Barmy Army cut and paste interviews and match commentary, using them ad nauseum; expressing their love of West Ham United with snippets of the ‘Ammers theme tune I’m Forever Blowing Bubbles, and songs dedicated to Alan Devonshire and Billy Bonds. 

On a hit-and-miss (the goalpost) album, the strongest moment is ‘Sharp as a Needle’, featuring the Anfield Kop in fine voice.

The Pogues - Down All the Days (1989)

My own favourite football-related song, even if the core subject is writer Christy Brown, is this track from the Peace and Love album, for the line, “And I’ve never been asked, and I’ve never replied, have I supported the Glasgow Rangers,” which can mean many things to many people.

Super Furry Animals - The Man Don’t Give A Fuck (1996)

The Welsh superstars’ expletive-ridden tale of a man who, well, you get the idea. It was dedicated to 1970s Cardiff City player Robin Friday and featured the Welshman flicking the Vs on the cover. Apparently, he really didn’t give a fig, and who can argue with that kind of footballer. It was a great song too, but let’s forget that it used a Steely Dan sample.

The Sultans of Ping - Give Him a Ball and a Yard of Grass (1993)

“If God meant the game to be played up there, He would’ve put goalposts in the air.”

The speculation is that this single was about Nigel Clough. Was he any good?

Primal Scream, Irvine Welsh and On-U Sound - The Big Man and the Scream Meet the Barmy Army Uptown (1996)

Three magnificent talents who utilised those skills in very different ways in this one-off single, Scotland’s unofficial theme tune for the nation’s team’s participation in the 1996 European Championships held south of the border, which ended in predictable glorious failure.

Welsh describes a boozed-up trip to Wembley to watch Scotland play England as opposition supporters chant “who are ya?” in the background, but the writer is essentially hitting out at certain Scotland fans.

“In every hick town/ Across this pseudo nation/ You can see the most fucked up scum/ That was shat into creation/ Where a blue McEwan's lager top equals/ no imagination/ You're hunbelievable.”

Oh, isn’t the mention of the top a reference to supporters of the now defunct club called Rangers? Tee hee, you cad Welsh. 
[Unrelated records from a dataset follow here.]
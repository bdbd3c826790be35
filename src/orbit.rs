//! Orbital parameter validation and insertion-state derivation.
//!
//! Altitudes are metres above the body's surface. Every write goes through a
//! setter that reports a [`FieldOutcome`]; setters never fail past this
//! boundary and never leave the elements in a state that breaks
//! `apoapsis >= periapsis > 0`.

use std::f64::consts::{PI, TAU};

use serde::{Deserialize, Serialize};

use crate::body::BodyId;

/// Smallest altitude an orbit may have, in metres.
pub const MIN_ALTITUDE: f64 = 1.0;

/// Default apoapsis and periapsis, in metres.
pub const DEFAULT_ALTITUDE: f64 = 75_000.0;

/// Result of writing one field.
#[derive(Debug, Clone, Copy, PartialEq, Serialize, Deserialize)]
pub enum FieldOutcome {
    /// Stored as given (angles after normalization).
    Accepted(f64),
    /// Stored after clamping; the field is flagged invalid.
    Clamped {
        /// Value that was asked for.
        requested: f64,
        /// Value that was stored.
        applied: f64,
    },
    /// Not stored; the previous value stays and the field is flagged invalid.
    Rejected,
}

impl FieldOutcome {
    /// Returns true if the field holds exactly what was asked for.
    #[must_use]
    pub const fn is_valid(&self) -> bool {
        matches!(self, Self::Accepted(_))
    }

    /// The stored value, if any was stored.
    #[must_use]
    pub const fn applied(&self) -> Option<f64> {
        match *self {
            Self::Accepted(v) | Self::Clamped { applied: v, .. } => Some(v),
            Self::Rejected => None,
        }
    }

    fn of(requested: f64, applied: f64) -> Self {
        if requested.to_bits() == applied.to_bits() {
            Self::Accepted(applied)
        } else {
            Self::Clamped { requested, applied }
        }
    }
}

/// Where on the orbit the vessel starts.
#[derive(Debug, Clone, Copy, Default, PartialEq, Eq, Serialize, Deserialize)]
pub enum StartPoint {
    /// Mean anomaly 0.
    #[default]
    Periapsis,
    /// Mean anomaly π.
    Apoapsis,
}

impl StartPoint {
    /// Mean anomaly at epoch for this start point, in radians.
    #[must_use]
    pub const fn mean_anomaly(self) -> f64 {
        match self {
            Self::Periapsis => 0.0,
            Self::Apoapsis => PI,
        }
    }
}

/// Wraps an angle in degrees into `[0, 360)`.
#[must_use]
pub fn normalize_degrees(degrees: f64) -> f64 {
    let wrapped = degrees.rem_euclid(360.0);
    // rem_euclid can round up to the modulus for tiny negative inputs.
    if wrapped >= 360.0 { 0.0 } else { wrapped }
}

/// Wraps an angle in radians into `[0, 2π)`.
#[must_use]
pub fn normalize_radians(radians: f64) -> f64 {
    let wrapped = radians.rem_euclid(TAU);
    if wrapped >= TAU { 0.0 } else { wrapped }
}

/// Wraps a longitude in degrees into `[-180, 180)`.
#[must_use]
pub fn normalize_longitude(degrees: f64) -> f64 {
    normalize_degrees(degrees + 180.0) - 180.0
}

/// Six classical elements plus the start point.
#[derive(Debug, Clone, PartialEq, Serialize, Deserialize)]
pub struct OrbitalElements {
    apoapsis: f64,
    periapsis: f64,
    inclination: f64,
    lan: f64,
    arg_periapsis: f64,
    mean_anomaly: f64,
    start_point: StartPoint,
}

impl Default for OrbitalElements {
    fn default() -> Self {
        Self {
            apoapsis: DEFAULT_ALTITUDE,
            periapsis: DEFAULT_ALTITUDE,
            inclination: 0.0,
            lan: 0.0,
            arg_periapsis: 0.0,
            mean_anomaly: 0.0,
            start_point: StartPoint::Periapsis,
        }
    }
}

impl OrbitalElements {
    /// Apoapsis altitude, metres.
    #[must_use]
    pub const fn apoapsis(&self) -> f64 {
        self.apoapsis
    }

    /// Periapsis altitude, metres.
    #[must_use]
    pub const fn periapsis(&self) -> f64 {
        self.periapsis
    }

    /// Inclination, degrees in `[0, 360)`.
    #[must_use]
    pub const fn inclination(&self) -> f64 {
        self.inclination
    }

    /// Longitude of the ascending node, degrees.
    #[must_use]
    pub const fn lan(&self) -> f64 {
        self.lan
    }

    /// Argument of periapsis, degrees in `[0, 360)`.
    #[must_use]
    pub const fn arg_periapsis(&self) -> f64 {
        self.arg_periapsis
    }

    /// Mean anomaly at epoch, radians in `[0, 2π)`.
    #[must_use]
    pub const fn mean_anomaly(&self) -> f64 {
        self.mean_anomaly
    }

    /// Start point last chosen.
    #[must_use]
    pub const fn start_point(&self) -> StartPoint {
        self.start_point
    }

    /// Sets the apoapsis.
    ///
    /// A value below the periapsis is raised to it, then a non-positive
    /// result is raised to [`MIN_ALTITUDE`].
    pub fn set_apoapsis(&mut self, value: f64) -> FieldOutcome {
        if !value.is_finite() {
            return FieldOutcome::Rejected;
        }
        let mut applied = value;
        if applied < self.periapsis {
            applied = self.periapsis;
        }
        if applied <= 0.0 {
            applied = MIN_ALTITUDE;
        }
        self.apoapsis = applied;
        FieldOutcome::of(value, applied)
    }

    /// Sets the periapsis.
    ///
    /// A non-positive value is raised to [`MIN_ALTITUDE`], then a result above
    /// the apoapsis is lowered to it.
    pub fn set_periapsis(&mut self, value: f64) -> FieldOutcome {
        if !value.is_finite() {
            return FieldOutcome::Rejected;
        }
        let mut applied = value;
        if applied <= 0.0 {
            applied = MIN_ALTITUDE;
        }
        if applied > self.apoapsis {
            applied = self.apoapsis;
        }
        self.periapsis = applied;
        FieldOutcome::of(value, applied)
    }

    /// Sets the inclination in degrees.
    pub fn set_inclination(&mut self, degrees: f64) -> FieldOutcome {
        if !degrees.is_finite() {
            return FieldOutcome::Rejected;
        }
        self.inclination = normalize_degrees(degrees);
        FieldOutcome::Accepted(self.inclination)
    }

    /// Sets the longitude of the ascending node in degrees. Stored as given.
    pub fn set_lan(&mut self, degrees: f64) -> FieldOutcome {
        if !degrees.is_finite() {
            return FieldOutcome::Rejected;
        }
        self.lan = degrees;
        FieldOutcome::Accepted(degrees)
    }

    /// Sets the argument of periapsis in degrees.
    pub fn set_arg_periapsis(&mut self, degrees: f64) -> FieldOutcome {
        if !degrees.is_finite() {
            return FieldOutcome::Rejected;
        }
        self.arg_periapsis = normalize_degrees(degrees);
        FieldOutcome::Accepted(self.arg_periapsis)
    }

    /// Sets the mean anomaly at epoch in radians.
    pub fn set_mean_anomaly(&mut self, radians: f64) -> FieldOutcome {
        if !radians.is_finite() {
            return FieldOutcome::Rejected;
        }
        self.mean_anomaly = normalize_radians(radians);
        FieldOutcome::Accepted(self.mean_anomaly)
    }

    /// Chooses the start point and moves the mean anomaly to match it.
    pub fn set_start_point(&mut self, start: StartPoint) {
        self.start_point = start;
        self.mean_anomaly = start.mean_anomaly();
    }

    /// Eccentricity around a body of the given radius.
    #[must_use]
    pub fn eccentricity(&self, body_radius: f64) -> f64 {
        (self.apoapsis - self.periapsis) / (self.apoapsis + self.periapsis + 2.0 * body_radius)
    }

    /// Semi-major axis around a body of the given radius, metres.
    #[must_use]
    pub fn semi_major_axis(&self, body_radius: f64) -> f64 {
        (self.periapsis + self.apoapsis + 2.0 * body_radius) / 2.0
    }

    /// Derives the orbiting insertion for a body of the given radius.
    #[must_use]
    pub fn insertion(&self, body_radius: f64) -> OrbitInsertion {
        OrbitInsertion {
            semi_major_axis: self.semi_major_axis(body_radius),
            eccentricity: self.eccentricity(body_radius),
            inclination: self.inclination,
            lan: self.lan,
            arg_periapsis: self.arg_periapsis,
            mean_anomaly_at_epoch: self.mean_anomaly,
            altitude: self.periapsis,
        }
    }
}

/// A surface position.
#[derive(Debug, Clone, Copy, Default, PartialEq, Serialize, Deserialize)]
pub struct LandedSite {
    latitude: f64,
    longitude: f64,
}

impl LandedSite {
    /// Latitude, degrees in `[-90, 90]`.
    #[must_use]
    pub const fn latitude(&self) -> f64 {
        self.latitude
    }

    /// Longitude, degrees in `[-180, 180)`.
    #[must_use]
    pub const fn longitude(&self) -> f64 {
        self.longitude
    }

    /// Sets the latitude. Values outside `[-90, 90]` are rejected.
    pub fn set_latitude(&mut self, degrees: f64) -> FieldOutcome {
        if !degrees.is_finite() || !(-90.0..=90.0).contains(&degrees) {
            return FieldOutcome::Rejected;
        }
        self.latitude = degrees;
        FieldOutcome::Accepted(degrees)
    }

    /// Sets the longitude, wrapping into `[-180, 180)`.
    pub fn set_longitude(&mut self, degrees: f64) -> FieldOutcome {
        if !degrees.is_finite() {
            return FieldOutcome::Rejected;
        }
        self.longitude = normalize_longitude(degrees);
        FieldOutcome::Accepted(self.longitude)
    }
}

/// Orbit handed to the spawner.
#[derive(Debug, Clone, PartialEq, Serialize, Deserialize)]
pub struct OrbitInsertion {
    /// Semi-major axis, metres from the body's centre.
    pub semi_major_axis: f64,
    /// Eccentricity.
    pub eccentricity: f64,
    /// Inclination, degrees.
    pub inclination: f64,
    /// Longitude of the ascending node, degrees.
    pub lan: f64,
    /// Argument of periapsis, degrees.
    pub arg_periapsis: f64,
    /// Mean anomaly at epoch, radians.
    pub mean_anomaly_at_epoch: f64,
    /// Periapsis altitude, metres.
    pub altitude: f64,
}

/// Orbiting or landed.
#[derive(Debug, Clone, PartialEq, Serialize, Deserialize)]
pub enum Placement {
    /// In orbit.
    Orbiting(OrbitInsertion),
    /// On the surface.
    Landed {
        /// Degrees.
        latitude: f64,
        /// Degrees.
        longitude: f64,
    },
}

/// Everything the spawner needs to place a vessel.
#[derive(Debug, Clone, PartialEq, Serialize, Deserialize)]
pub struct InsertionState {
    /// Body the vessel is placed at.
    pub body: BodyId,
    /// Universal time of the orbit epoch.
    pub epoch_ut: f64,
    /// Placement.
    pub placement: Placement,
}

impl InsertionState {
    /// Returns true for a landed placement.
    #[must_use]
    pub const fn is_landed(&self) -> bool {
        matches!(self.placement, Placement::Landed { .. })
    }
}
Gracie Fields - Pass, Shoot, Goal (1931)

And just to prove referencing football in song is not a new fad, Gracie Fields recorded this track before Hitler had even taken power. Fields was apparently a big Rochdale FC fan. The song was written and recorded for a film called Derby Day about a derby match between Rochdale and Oldham Athletic. 

The film was never made but the song survives, with a bedazzling chorus sung in magnificent Lancashire tones: "Football, football, it drives me up the pole. You hear their gentle voices call – pass, shoot... goal!"

Listen here

The Fall - Kicker Conspiracy (1983)

Let’s read what The Fall’s Mark E. Smith himself said about ‘Kicker Conspiracy’ in an interview with Uncut:

"It's about English soccer violence being triggered off by rubbish management and frustration that the game's been taken away from its support, that the English game is so boring there's nothing else to do.”

Like most Smith songs, the lyrics are obscure. It namechecks Jimmy Hill (as J. Hill), Bert Millichip and George Best, but also ‘Pat McCat’, “the very famous sports reporter” ...

The Fall also released a track called ‘Theme from Sparta F.C.’ which contained lyrics in Greek. Here’s some of the most transparent English words: “Cheap English man in the paper shop/ You mug old women in your bobble hat/ Better go spot a place to rest/ No more ground boutique at match in Chelsea/ We are Sparta F.C.”

Trout - Green and White (1995)

This is a single I can't recall buying by a band I had never heard from (nor since). And that's almost the same amount of knowledge as Dr Google has. 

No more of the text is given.